Du clair-obscur dans la réforme de l’AI

16 novembre 2018 Nouvelles

La commission ad hoc du Conseil national confirme l'orientation de la révision de l’AI vers l'intégration dans le marché du travail. Les mesures mises en avant ne vont toutefois pas assez loin. Et des efforts supplémentaires seront encore nécessaires pour rembourser la montagne de dettes de l’AI. L’UPS rejette l'introduction de mesures coercitives en faveur de l'insertion professionnelle de personnes en situation de handicap.

La Commission de la sécurité sociale et de la santé publique du Conseil national (CSSS-N) a confirmé l’orientation de la révision de l’AI vers une meilleure intégration des rentiers AI dans le marché du travail. Elle souligne en particulier la nécessité d’intégrer plus efficacement dans le monde professionnel les moins de 30 ans souffrant de troubles psychiques. L’Union patronale suisse (UPS) appuie également la démarche visant à mettre en valeur plus efficacement le grand potentiel existant en matière d’intégration. Une étude Compasso montre toutefois que les mesures d’intégration proposées ne vont pas assez loin et n’éliminent pas suffisamment les mauvaises incitations. Plutôt que l’octroi direct de rentes aux jeunes adultes, les employeurs réclament un modèle basé sur une solution d’indemnités journalières, accompagnée de mesures d’intégration progressive. Seuls devraient bénéficier immédiatement d’une rente les jeunes n’ayant aucune chance de trouver leur place sur le marché du travail, même avec le meilleur soutien.

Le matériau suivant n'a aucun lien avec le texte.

//! Choice of the model with the lowest validation error

use crate::error::{ForecastError, Result};
use crate::metrics::ModelScore;
use crate::models::FittedModel;
use crate::validation::{ModelCandidate, ValidationReport};

/// The winning model and the runner-up, if any
#[derive(Debug, Clone)]
pub struct SelectionResult {
    /// Winning candidate, including its validation forecast
    pub chosen: ModelCandidate,
    /// Scores of every other surviving candidate, in registration order
    pub rejected: Vec<ModelScore>,
}

impl SelectionResult {
    /// Name of the winning model
    pub fn chosen_model_name(&self) -> &str {
        &self.chosen.name
    }

    /// Fitted state of the winning model
    pub fn chosen_fitted_model(&self) -> &FittedModel {
        &self.chosen.fitted
    }

    /// Validation score of the winning model
    pub fn chosen_score(&self) -> &ModelScore {
        &self.chosen.score
    }

    /// Name of the best losing model
    pub fn rejected_model_name(&self) -> Option<&str> {
        self.best_rejected().map(|s| s.model_name.as_str())
    }

    /// Mean percentage error of the best losing model
    pub fn rejected_score(&self) -> Option<f64> {
        self.best_rejected().map(|s| s.mean_percentage_error)
    }

    fn best_rejected(&self) -> Option<&ModelScore> {
        ModelSelector::choose(&self.rejected)
            .ok()
            .map(|i| &self.rejected[i])
    }
}

/// Picks the minimum mean percentage error; earlier registration wins ties
#[derive(Debug, Clone, Copy, Default)]
pub struct ModelSelector;

impl ModelSelector {
    /// Create a selector
    pub fn new() -> Self {
        Self
    }

    /// Index of the lowest score, the first one on ties
    pub fn choose(scores: &[ModelScore]) -> Result<usize> {
        let mut best: Option<(usize, f64)> = None;
        for (i, score) in scores.iter().enumerate() {
            let mape = score.mean_percentage_error;
            if best.map_or(true, |(_, b)| mape < b) {
                best = Some((i, mape));
            }
        }
        best.map(|(i, _)| i).ok_or(ForecastError::NoViableModel)
    }

    /// Select from a validation report
    pub fn select(&self, report: &ValidationReport) -> Result<SelectionResult> {
        let index = Self::choose(&report.scores())?;
        let chosen = report.candidates[index].clone();
        let rejected = report
            .candidates
            .iter()
            .enumerate()
            .filter(|(i, _)| *i != index)
            .map(|(_, c)| c.score.clone())
            .collect();

        tracing::info!(
            model = %chosen.name,
            mape = chosen.score.mean_percentage_error,
            "selected model"
        );

        Ok(SelectionResult { chosen, rejected })
    }
}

La proposition de réforme ne prévoit aucune mesure structurelle capable d’assainir durablement l’assurance-invalidité. Le déficit structurel de l’AI atteint encore 373 millions de francs par an. Des efforts supplémentaires sont donc nécessaires pour rembourser la montagne de dettes de l’AI, qui dépasse toujours les 10 milliards. Par contre, les employeurs accueillent favorablement la recommandation de la CSSS-N de ramener de 40 à 30 pour cent de la rente AI la rente complémentaire pour enfant versée aux rentiers de l’AI. Il s’agit en effet de corriger les incitations défavorables à l’insertion professionnelle des bénéficiaires de rentes ayant de nombreux enfants. Il y a longtemps déjà que les employeurs ont souligné cette nécessité dans une étude. De même, ils regrettent que la majorité de la Commission s’oppose à une autre adaptation pourtant justifiée, celle du régime de remboursement des frais de voyage pour les bénéficiaires de l’AI.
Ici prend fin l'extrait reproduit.